Melville sugere uma relação entre Erasmo e Charles Darwin, em que o evolucionismo parece ser uma espécie de versão material, difundida e revolucionária das doutrinas dos seus antepassados; os dois estariam na mesma relação que existiu entre Thomas Cromwell e Oliver Cromwell, representariam duas fases sucessivas de uma subversão da antiga ordem ideológica, quase como se a mesma família tivesse espalhado por duas gerações uma obra vasta demais para um único indivíduo.

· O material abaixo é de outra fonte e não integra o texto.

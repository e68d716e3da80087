use serde::{
    de::{Deserialize, Deserializer},
    ser::{Serialize, Serializer},
};

use crate::error::Result;
use crate::extended::{checked_len, deserialize_extended, serialize_extended, Embedded};
use crate::marker::ElementType;

/// Binary data with its one-byte subtype.
#[derive(Clone, Debug, Default, PartialEq, Eq, Hash)]
pub struct Binary {
    pub subtype: u8,
    pub bytes: Vec<u8>,
}

impl Binary {
    pub const GENERIC: u8 = 0x00;
    pub const FUNCTION: u8 = 0x01;
    /// Deprecated subtype whose payload repeats its own length as an inner int32.
    pub const BINARY_OLD: u8 = 0x02;
    pub const UUID_OLD: u8 = 0x03;
    pub const UUID: u8 = 0x04;
    pub const MD5: u8 = 0x05;
    pub const ENCRYPTED: u8 = 0x06;
    pub const USER_DEFINED: u8 = 0x80;

    pub fn new(subtype: u8, bytes: Vec<u8>) -> Binary {
        Binary { subtype, bytes }
    }

    pub fn generic(bytes: Vec<u8>) -> Binary {
        Binary::new(Binary::GENERIC, bytes)
    }

    /// Byte count of the payload after the subtype, as written on the wire.
    pub fn wire_len(&self) -> usize {
        if self.subtype == Binary::BINARY_OLD {
            self.bytes.len() + 4
        } else {
            self.bytes.len()
        }
    }

    /// Encode the full element payload: length, subtype, and bytes. Fails if the length doesn't
    /// fit in an int32.
    pub fn encode_vec(&self, vec: &mut Vec<u8>) -> Result<()> {
        vec.extend_from_slice(&checked_len(self.wire_len())?.to_le_bytes());
        vec.push(self.subtype);
        if self.subtype == Binary::BINARY_OLD {
            vec.extend_from_slice(&checked_len(self.bytes.len())?.to_le_bytes());
        }
        vec.extend_from_slice(&self.bytes);
        Ok(())
    }
}

impl Serialize for Binary {
    fn serialize<S: Serializer>(&self, serializer: S) -> Result<S::Ok, S::Error> {
        let mut enc = Vec::with_capacity(self.bytes.len() + 9);
        self.encode_vec(&mut enc).map_err(serde::ser::Error::custom)?;
        serialize_extended(serializer, ElementType::Binary, &enc)
    }
}

impl<'de> Deserialize<'de> for Binary {
    fn deserialize<D: Deserializer<'de>>(deserializer: D) -> Result<Self, D::Error> {
        match deserialize_extended(deserializer, "Binary")? {
            Embedded::Binary(v) => Ok(v),
            other => Err(serde::de::Error::custom(format!(
                "expected Binary, got {}",
                other.element_type()
            ))),
        }
    }
}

Erasmus Darwin é muito justamente citado por Melville para confirmar as origens misteriosas das hipóteses científicas modernas, já que no seu <i>Desculpa</i> premissa a <i>O Jardim Botânico</i> escreveu:

<blockquote><em>Muitas operações importantes da natureza foram esboçadas ou alegorizadas na mitologia pagã, como o primeiro Cupido saltando do Ovo da Noite, o Casamento de Cupido e Psique, o Rapto de Prosérpina, a Conferência de Júpiter e Juno, a Morte e Ressurreição de Adônis e muitas outras engenhosamente explicadas nas obras de Bacon […]. Os egípcios fizeram muitas descobertas em filosofia e química antes da invenção das letras; estes foram então expressos em pinturas hieroglíficas de homens e animais.</em></blockquote>

Está escrito que

<blockquote><em>para Pope, a transmissão da chama da vida ainda era uma continuidade estática – as espécies eram fixas. Em Darwin observamos o exemplo mais claro do que Lovejoy chamou de temporalização da cadeia do ser […]. A ideia de progresso, evidente nos escritos de Fontenelle e de outros modernos do final do século XVIII, gradualmente começou a ser atribuída também ao mundo e ao cosmos.</em></blockquote>

Mesmo a outra pedra angular da ciência moderna, Newton, parecia a Melville não apenas perniciosa, como já havia parecido a Blake, mas transitória, e o provaria no início do século. XX antes das hipóteses da física nuclear:

<blockquote><em>Mas Newton e sua gravitação!</em>

<em>“Acreditas na persuasão do sistema dele</em>

<em>É fundado de forma intocável? Também</em>

<em>Seria para o homem, um torrão, fechar</em>

<em>Assim o segredo de Deus é capaz de calcular tudo</em>

<em>Em um quadro negro, formulando-se</em>

<em>O universo!</em></blockquote>

A própria química estelar não leva de forma alguma além de limites intransponíveis; embora os benefícios que podem ser retirados das novas hipóteses não correspondam de forma alguma a um aumento da felicidade humana, pelo contrário, a miséria aprofundou-se:

<blockquote><em>A ciência e a fé podem unir-se?</em>

<em>Ou o instinto clerical está certo</em>

<em>(Razão como ainda mantém</em>

<em>O reino da Igreja) cuja vontade tenaz</em>

<em>Ele fez o pálido Galileu agir</em>

<em>Os salmos penitenciais em manto</em>

<em>Muito e que ele gostaria de acertar hoje</em>

<em>Os portentosos solventes recentemente</em>

<em>Expressado em laboratórios ocidentais?</em></blockquote>

A condenação de Galileu foi a última defesa da alegria humana protegida pelo mito contra a miséria: esta é a conclusão de Melville. O fauno de Hawthorne será expulso pelo progresso moderno e Melville retoma francamente o tema do amigo neste diálogo entre Rolfe e Derwent, entre ele mesmo e a voz do conformismo modernista:

<blockquote><em>[…] Ó formas alegres:</em>

<em>Fauno Dançante, Fauno com Uvas!</em>

<em>O que você acha? Conte-nos, por favor.</em>

<em>– Belos mármores quentes –</em>

<em>– Mas o que eles significam?</em>

<em>[…]</em>

<em>– Para onde você fugiu, divindade</em>

<em>Muito alegre?</em></blockquote>

As profundezas do ser gemem enquanto o conhecimento superficial se estende: a ciência é como um farol que mal consegue lançar alguns raios sobre um mar agitado, e os homens são atirados entre as ondas sob aquela luz sórdida.